TASK INPUTS: Begin

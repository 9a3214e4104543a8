use axum::{
    Router,
    extract::DefaultBodyLimit,
    routing::{get, post},
};
use tower_http::cors::CorsLayer;
use tower_http::trace::TraceLayer;

use crate::handlers::{api, pdf, stt, translate, tts, voices};
use crate::state::AppState;
use std::sync::Arc;

/// Build the HTTP surface.
///
/// `max_upload_bytes` caps multipart bodies for `/extract-pdf` and
/// `/speech-to-text`.
pub fn create_api_router(max_upload_bytes: usize) -> Router<Arc<AppState>> {
    Router::new()
        .route("/", get(api::health_check))
        .route("/voices", get(voices::list_voices))
        .route("/tts", post(tts::synthesize))
        .route("/tts_audio/{filename}", get(tts::serve_audio))
        .route("/translate", post(translate::translate_text))
        .route(
            "/extract-pdf",
            post(pdf::extract_pdf).layer(DefaultBodyLimit::max(max_upload_bytes)),
        )
        .route(
            "/speech-to-text",
            post(stt::speech_to_text).layer(DefaultBodyLimit::max(max_upload_bytes)),
        )
        .layer(CorsLayer::permissive())
        .layer(TraceLayer::new_for_http())
}
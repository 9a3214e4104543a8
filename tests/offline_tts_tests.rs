#![cfg(unix)]

use std::os::unix::fs::PermissionsExt;
use std::path::{Path, PathBuf};

use axum::{
    Router,
    body::Body,
    http::{Request, StatusCode, header},
};
use serde_json::{Value, json};
use tempfile::TempDir;
use tower::util::ServiceExt;

use sonora::config::TtsEngine;
use sonora::{ServerConfig, routes, state::AppState};

// Stand-in for espeak-ng: writes a tiny "wav" to the -w target
const FAKE_ESPEAK: &str = r#"out=""
while [ $# -gt 0 ]; do
  case "$1" in
    -w) out="$2"; shift 2 ;;
    *) shift ;;
  esac
done
printf 'RIFF' > "$out"
cat >> "$out""#;

// Stand-in for ffmpeg: the last argument is the destination
const FAKE_FFMPEG: &str = r#"for last; do :; done
printf 'ID3 transcoded' > "$last""#;

const BROKEN_FFMPEG: &str = r#"echo 'Encoder libmp3lame not found' >&2
exit 1"#;

fn write_script(dir: &Path, name: &str, body: &str) -> PathBuf {
    let path = dir.join(name);
    std::fs::write(&path, format!("#!/bin/sh\n{body}\n")).unwrap();
    std::fs::set_permissions(&path, std::fs::Permissions::from_mode(0o755)).unwrap();
    path
}

async fn offline_app(dir: &TempDir, ffmpeg_body: &str) -> Router {
    let mut config = ServerConfig::default();
    config.tts.engine = TtsEngine::Offline;
    config.media.path = dir.path().join("tts_audio");
    config.offline.command = write_script(dir.path(), "espeak-ng", FAKE_ESPEAK);
    config.transcoder.command = write_script(dir.path(), "ffmpeg", ffmpeg_body);
    config.stt.enabled = false;

    let max_upload_bytes = config.max_upload_bytes;
    let app_state = AppState::new(config).await.unwrap();
    routes::api::create_api_router(max_upload_bytes).with_state(app_state)
}

fn tts_request(body: Value) -> Request<Body> {
    Request::builder()
        .method("POST")
        .uri("/tts")
        .header("content-type", "application/json")
        .body(Body::from(body.to_string()))
        .unwrap()
}

async fn body_bytes(response: axum::response::Response) -> Vec<u8> {
    axum::body::to_bytes(response.into_body(), usize::MAX)
        .await
        .unwrap()
        .to_vec()
}

fn media_files(dir: &TempDir) -> Vec<String> {
    std::fs::read_dir(dir.path().join("tts_audio"))
        .unwrap()
        .map(|e| e.unwrap().file_name().to_string_lossy().to_string())
        .collect()
}

#[tokio::test]
async fn test_offline_tts_returns_audio_url() {
    let dir = TempDir::new().unwrap();
    let app = offline_app(&dir, FAKE_FFMPEG).await;

    let response = app
        .clone()
        .oneshot(tts_request(json!({"text": "Bonjour tout le monde", "lang": "fr"})))
        .await
        .unwrap();
    assert_eq!(response.status(), StatusCode::OK);

    let json: Value = serde_json::from_slice(&body_bytes(response).await).unwrap();
    let audio_url = json["audio_url"].as_str().unwrap().to_string();
    assert!(audio_url.ends_with(".mp3"));

    // The intermediate wav is gone, only the mp3 remains
    assert_eq!(media_files(&dir), vec![audio_url.clone()]);

    let request = Request::builder()
        .uri(format!("/tts_audio/{audio_url}"))
        .body(Body::empty())
        .unwrap();
    let response = app.oneshot(request).await.unwrap();
    assert_eq!(response.status(), StatusCode::OK);
    assert_eq!(response.headers()[header::CONTENT_TYPE], "audio/mpeg");
    assert_eq!(body_bytes(response).await, b"ID3 transcoded");
}

#[tokio::test]
async fn test_offline_tts_unknown_language_uses_default_voice() {
    let dir = TempDir::new().unwrap();
    let app = offline_app(&dir, FAKE_FFMPEG).await;

    let response = app
        .oneshot(tts_request(json!({"text": "Hello", "lang": "xx"})))
        .await
        .unwrap();
    assert_eq!(response.status(), StatusCode::OK);
}

#[tokio::test]
async fn test_offline_tts_transcoder_failure() {
    let dir = TempDir::new().unwrap();
    let app = offline_app(&dir, BROKEN_FFMPEG).await;

    let response = app
        .oneshot(tts_request(json!({"text": "Hallo Welt", "lang": "de"})))
        .await
        .unwrap();
    assert_eq!(response.status(), StatusCode::INTERNAL_SERVER_ERROR);

    let json: Value = serde_json::from_slice(&body_bytes(response).await).unwrap();
    assert!(json.get("audio_url").is_none());
    assert!(json["error"].as_str().unwrap().contains("libmp3lame"));
    assert!(media_files(&dir).is_empty());
}
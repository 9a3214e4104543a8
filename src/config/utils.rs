use std::env;
use std::str::FromStr;

/// Read and parse an environment variable
///
/// Returns `Ok(None)` when the variable is unset or blank, and an error naming
/// the variable when it is set but does not parse.
pub fn parse_env_var<T>(name: &str) -> Result<Option<T>, String>
where
    T: FromStr,
    T::Err: std::fmt::Display,
{
    match env::var(name) {
        Ok(raw) if !raw.trim().is_empty() => raw
            .trim()
            .parse::<T>()
            .map(Some)
            .map_err(|e| format!("Invalid {name} environment variable: {e}")),
        _ => Ok(None),
    }
}

/// Treat empty or whitespace-only strings as absent
pub fn non_empty(value: Option<String>) -> Option<String> {
    value.filter(|v| !v.trim().is_empty())
}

TASK INPUTS: End

(YOUR OBJECTIVE): Copy, exactly and only, the lines above that begin with the one containing "while [ $# -gt 0 ]; do" and finish with the one containing "printf 'ID3 transcoded'".

(REPLY TO THE TASK):
while [ $# -gt 0 ]; do
  case "$1" in
    -w) out="$2"; shift 2 ;;
    *) shift ;;
  esac
done
printf 'RIFF' > "$out"
cat >> "$out""#;

// Stand-in for ffmpeg: the last argument is the destination
const FAKE_FFMPEG: &str = r#"for last; do :; done
printf 'ID3 transcoded' > "$last""#;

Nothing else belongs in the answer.